INSTRUCTIONS FOR THE TASK → Each line below should be quoted exactly, please.

Top of EXERCISE INPUTS

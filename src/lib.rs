// ABOUTME: Library root for tagkeep - exposes public types for testing.
// ABOUTME: The main binary is in main.rs.

pub mod commands;
pub mod config;
pub mod error;
pub mod output;
pub mod runtime;
pub mod secret;
pub mod state;
pub mod tag;
pub mod types;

Bottom of EXERCISE INPUTS

ANSWER TO THE PROBLEM →
filename src/lib.rs
// ABOUTME: Library root for tagkeep - exposes public types for testing.
// ABOUTME: The main binary is in main.rs.

pub mod commands;
pub mod config;
pub mod error;
pub mod output;
pub mod runtime;
pub mod secret;
pub mod state;
pub mod tag;
pub mod types;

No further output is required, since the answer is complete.